## [AVAILABLE DATA]
use async_graphql::{Enum, SimpleObject};
use serde::{Deserialize, Serialize};

use crate::models::domain::question::Question;

#[derive(Clone, Debug, PartialEq, Eq, Deserialize, Serialize, Enum, Copy)]
#[serde(rename_all = "lowercase")]
pub enum QuestionSource {
    Cached,    // served from previously stored questions
    Generated, // produced by the model during this call
}

#[derive(Clone, Debug, PartialEq, Eq, Deserialize, Serialize, SimpleObject)]
pub struct TopicResult {
    pub topic: String,
    pub questions: Vec<Question>,
    pub source: QuestionSource,
}

#[derive(Clone, Debug, PartialEq, Eq, Deserialize, Serialize, SimpleObject)]
pub struct FailedTopic {
    pub topic: String,
    pub error: String,
}

/// Outcome of one batch call. Only built when at least one topic succeeded.
#[derive(Clone, Debug, Default, PartialEq, Eq, Deserialize, Serialize, SimpleObject)]
pub struct QuestionBatch {
    pub topics: Vec<TopicResult>,
    #[serde(rename = "failedTopics")]
    pub failed_topics: Vec<FailedTopic>,
}

#[cfg(test)]
impl QuestionBatch {
    pub fn find_topic(&self, topic: &str) -> Option<&TopicResult> {
        self.topics.iter().find(|t| t.topic == topic)
    }

    pub fn find_failed(&self, topic: &str) -> Option<&FailedTopic> {
        self.failed_topics.iter().find(|t| t.topic == topic)
    }
}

## [REQUIREMENT]
If a line in the material above contains the word "derive", copy it.

## [EXERCISE ANSWER]
#[derive(Clone, Debug, PartialEq, Eq, Deserialize, Serialize, Enum, Copy)]
#[derive(Clone, Debug, PartialEq, Eq, Deserialize, Serialize, SimpleObject)]
#[derive(Clone, Debug, PartialEq, Eq, Deserialize, Serialize, SimpleObject)]
#[derive(Clone, Debug, Default, PartialEq, Eq, Deserialize, Serialize, SimpleObject)]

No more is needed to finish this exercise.